Is Confucius the Voice of Reason China Needs?

By Michael Goldfarb
November 12, 2013

While many in China are proud of the nation's extraordinary economic achievements in the last two decades, there has been a price paid: colossal environmental degradation and a degree of inequality that might a hundred years ago have led to, well, a communist revolution.

The Third Plenum of the 18th Communist Party meeting ends Tuesday in Beijing, as 376 Central Committee members make decisions about the future direction of the Chinese economy. These decisions have the potential to impact every person on earth and the country's state media have indicated that change is coming.

But whether the party liberalizes financial rules and unleashes a torrent of Chinese money around the world - inflating prices for property markets and trophy companies - or whether it takes a more measured approach, it will likely be seen in terms of the revived symbol of Chinese civilization that is thousands of years old.

That symbol is Confucius.

All over the country there is a revived interest in the philosopher who lived 2,500 years ago. China during Confucius's lifetime was also going through dramatic changes. The Chinese sage lived in the Kingdom of Lu, which was torn apart by civil war and noble families warring with each other. He was a high-ranking official of the government and also a prominent teacher. Much of his teaching is an attempt to re-establish order in the society by reminding people of their traditional obligations: sons to fathers, subjects to rulers and all to the spirit of the ancestors who have gone before.

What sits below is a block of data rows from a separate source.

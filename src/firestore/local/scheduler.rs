use std::collections::BTreeMap;
use std::fmt::{self, Debug, Formatter};
use std::future::Future;
use std::sync::atomic::{AtomicBool, AtomicU64, Ordering};
use std::sync::{Arc, Mutex as StdMutex, PoisonError};
use std::time::Duration;

use futures::future::{abortable, AbortHandle};

use crate::firestore::error::{failed_precondition, FirestoreResult};
use crate::platform::runtime::{sleep, spawn_detached};

/// Identifies the kind of background work a delayed operation performs.
#[derive(Clone, Copy, Debug, PartialEq, Eq, Hash, PartialOrd, Ord)]
pub enum TimerId {
    ClientMetadataRefresh,
    LruGarbageCollection,
    IndexBackfill,
}

/// Runs operations after a delay on the background runtime.
///
/// Only the waiting period can be cancelled: once an operation has started it runs to
/// completion, so transactions are never interrupted halfway.
#[derive(Clone, Default)]
pub struct Scheduler {
    inner: Arc<SchedulerInner>,
}

#[derive(Default)]
struct SchedulerInner {
    shut_down: AtomicBool,
    next_id: AtomicU64,
    pending: StdMutex<BTreeMap<u64, (TimerId, AbortHandle)>>,
}

impl SchedulerInner {
    fn forget(&self, id: u64) -> Option<(TimerId, AbortHandle)> {
        self.pending
            .lock()
            .unwrap_or_else(PoisonError::into_inner)
            .remove(&id)
    }
}

impl Scheduler {
    pub fn new() -> Self {
        Self::default()
    }

    /// Schedules `operation` to run once `delay` has elapsed.
    ///
    /// Fails once the scheduler has been shut down.
    pub fn enqueue_after_delay<F, Fut>(
        &self,
        timer_id: TimerId,
        delay: Duration,
        operation: F,
    ) -> FirestoreResult<DelayedOperation>
    where
        F: FnOnce() -> Fut + Send + 'static,
        Fut: Future<Output = ()> + Send + 'static,
    {
        if self.is_shut_down() {
            return Err(failed_precondition(format!(
                "Scheduler is shut down, rejecting {timer_id:?}"
            )));
        }

        let id = self.inner.next_id.fetch_add(1, Ordering::SeqCst);
        let (wait, handle) = abortable(sleep(delay));
        self.inner
            .pending
            .lock()
            .unwrap_or_else(PoisonError::into_inner)
            .insert(id, (timer_id, handle.clone()));

        let inner = Arc::clone(&self.inner);
        spawn_detached(async move {
            let elapsed = wait.await.is_ok();
            inner.forget(id);
            if elapsed && !inner.shut_down.load(Ordering::SeqCst) {
                operation().await;
            }
        });

        Ok(DelayedOperation {
            id,
            timer_id,
            handle,
            scheduler: Arc::downgrade(&self.inner),
        })
    }

    /// Cancels every pending operation and rejects new ones.
    pub fn shutdown(&self) {
        self.inner.shut_down.store(true, Ordering::SeqCst);
        let pending = std::mem::take(
            &mut *self
                .inner
                .pending
                .lock()
                .unwrap_or_else(PoisonError::into_inner),
        );
        for (_, (_, handle)) in pending {
            handle.abort();
        }
    }

    pub fn is_shut_down(&self) -> bool {
        self.inner.shut_down.load(Ordering::SeqCst)
    }

    /// Whether an operation with `timer_id` is still waiting for its delay.
    pub fn contains_delayed_operation(&self, timer_id: TimerId) -> bool {
        self.inner
            .pending
            .lock()
            .unwrap_or_else(PoisonError::into_inner)
            .values()
            .any(|(pending, _)| *pending == timer_id)
    }
}

impl Debug for Scheduler {
    fn fmt(&self, f: &mut Formatter<'_>) -> fmt::Result {
        f.debug_struct("Scheduler")
            .field("shut_down", &self.is_shut_down())
            .finish()
    }
}

/// Handle to an operation enqueued on a [`Scheduler`].
#[derive(Debug)]
pub struct DelayedOperation {
    id: u64,
    timer_id: TimerId,
    handle: AbortHandle,
    scheduler: std::sync::Weak<SchedulerInner>,
}

impl DelayedOperation {
    pub fn timer_id(&self) -> TimerId {
        self.timer_id
    }

    /// Prevents the operation from starting. Has no effect once it is running or done.
    pub fn cancel(&self) {
        self.handle.abort();
        if let Some(scheduler) = self.scheduler.upgrade() {
            scheduler.forget(self.id);
        }
    }
}

impl Debug for SchedulerInner {
    fn fmt(&self, f: &mut Formatter<'_>) -> fmt::Result {
        f.debug_struct("SchedulerInner").finish_non_exhaustive()
    }
}

#[cfg(test)]
mod tests {
    use super::*;
    use std::sync::atomic::AtomicUsize;

    #[tokio::test(flavor = "current_thread")]
    async fn runs_after_delay() {
        let scheduler = Scheduler::new();
        let runs = Arc::new(AtomicUsize::new(0));
        let counter = Arc::clone(&runs);
        scheduler
            .enqueue_after_delay(TimerId::IndexBackfill, Duration::from_millis(5), move || async move {
                counter.fetch_add(1, Ordering::SeqCst);
            })
            .unwrap();
        assert!(scheduler.contains_delayed_operation(TimerId::IndexBackfill));
        sleep(Duration::from_millis(40)).await;
        assert_eq!(runs.load(Ordering::SeqCst), 1);
        assert!(!scheduler.contains_delayed_operation(TimerId::IndexBackfill));
    }

    #[tokio::test(flavor = "current_thread")]
    async fn cancelled_operations_never_run() {
        let scheduler = Scheduler::new();
        let runs = Arc::new(AtomicUsize::new(0));
        let counter = Arc::clone(&runs);
        let operation = scheduler
            .enqueue_after_delay(TimerId::LruGarbageCollection, Duration::from_millis(5), move || async move {
                counter.fetch_add(1, Ordering::SeqCst);
            })
            .unwrap();
        operation.cancel();
        operation.cancel();
        sleep(Duration::from_millis(40)).await;
        assert_eq!(runs.load(Ordering::SeqCst), 0);
    }

    #[tokio::test(flavor = "current_thread")]
    async fn shutdown_cancels_and_rejects() {
        let scheduler = Scheduler::new();
        let runs = Arc::new(AtomicUsize::new(0));
        let counter = Arc::clone(&runs);
        scheduler
            .enqueue_after_delay(TimerId::ClientMetadataRefresh, Duration::from_millis(5), move || async move {
                counter.fetch_add(1, Ordering::SeqCst);
            })
            .unwrap();
        scheduler.shutdown();
        let err = scheduler
            .enqueue_after_delay(TimerId::ClientMetadataRefresh, Duration::ZERO, || async {})
            .unwrap_err();
        assert_eq!(err.code_str(), "firestore/failed-precondition");
        sleep(Duration::from_millis(40)).await;
        assert_eq!(runs.load(Ordering::SeqCst), 0);
    }
}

These teachings, some very direct, most rather obscure, are thought to hold a key for the Chinese people as they try to make sense of the unprecedented changes happening in their country. Speaking at the Beijing Forum last week, Prof. Weiming Tu, formerly of Harvard and now at Peking University, consistently analyzed contemporary problems in China from a Confucian perspective.

Given the terrible disruptions of the last 50 years in China - from the Great Leap Forward, Mao Zedong's disastrous economic policy - which led to famine and the death of more than 20 million people - to the Cultural Revolution‚ Confucius's ancient teachings may be the only cultural glue that can hold this throbbing mass of people together, Tu argued.

But China being China, and still ruled by the Communist Party, Confucius is more than a symbol of continuity and connection to China's ancient past: the government is using Confucianism as a tool of soft power.

The teachings of "the Master" - Confucius means "Master Kong" - spread throughout East Asia over the last 2,000 years. Thus Hhs very worldly prescriptions for right conduct and harmony in societies are familiar everywhere from Korea to Japan to Singapore. The Chinese government hopes that framing its plans for China in a Confucian context can smooth fears about the astonishing and, to neighboring countries, terrifying rise of China.

China's unprecedented emergence as an economic superpower to rival the US has made many in the West nervous as well. The Confucius Institutes at leading universities in America and Britain hope to offer a way to understand Chinese history and culture but the Institutes have been a source of controversy because of their close connection to the Chinese government.

At the Beijing Forum, Yang Rui, host of Dialogue, a leading discussion program on the English channel of CCTV, said, "I'm skeptical about how many Chinese nationals have an idea of what the symbolism of Confucianism actually stands for in the construction of China's soft power image. Especially, the implications of China's rapid development has on climate change and corruption and so forth."

Yang Rui went on, "The Cultural Revolution played a bad role in severing our ties to what we held dear in the past."

Indeed, Confucius was seen as a very conservative figure and studying him could land a person in a re-education camp.

I asked Yang Rui where was the Confucian spirit of harmony and balance to be seen in the warp-speed Chinese economy? Twenty years ago Pudong was an agricultural area across the Huangpu River from Shanghai. Today it is the first city of the 21st century with a skyline that arguably surpasses Manhattan's.

How is this an expression of balance, harmony, respect for the past and love of nature?

"You shouldn't get mislead by rising skylines." the TV host said. "The essence of Confucianism is to encourage people to work very hard and the high rise buildings in Shanghai and Pudong stand for the enormous commitment of migrant workers [from the Chinese countryside]."

Confucianism is still not recognized as a religion in China, although that doesn't stop people going to Confucian temples, lighting candles and kowtowing to his image for favors and help.

But it is what Confucius means in the political arena that outsiders should pay attention to. Many in the West see Confucianism, with its emphasis on filial piety and obedience to superiors, as inherently reactionary. Professor Tu says this is not the case, that Confucius was a "revolutionary" in his own time and that his ideas are actually quite subversive.

For example, he said, in Confucianism obedience and respect between rulers and ruled is a two-way street.

Prof. Tu wrote: "The Master says, the main cause of conflict in the political arena is abandonment of righteousness by the ruling minority. It is right conduct that allows the minority who govern and don't work for a living their privileges."

When rulers lose their way, those who work for a living can correct them, even remove them, without breaking the bonds of duty that hold society together.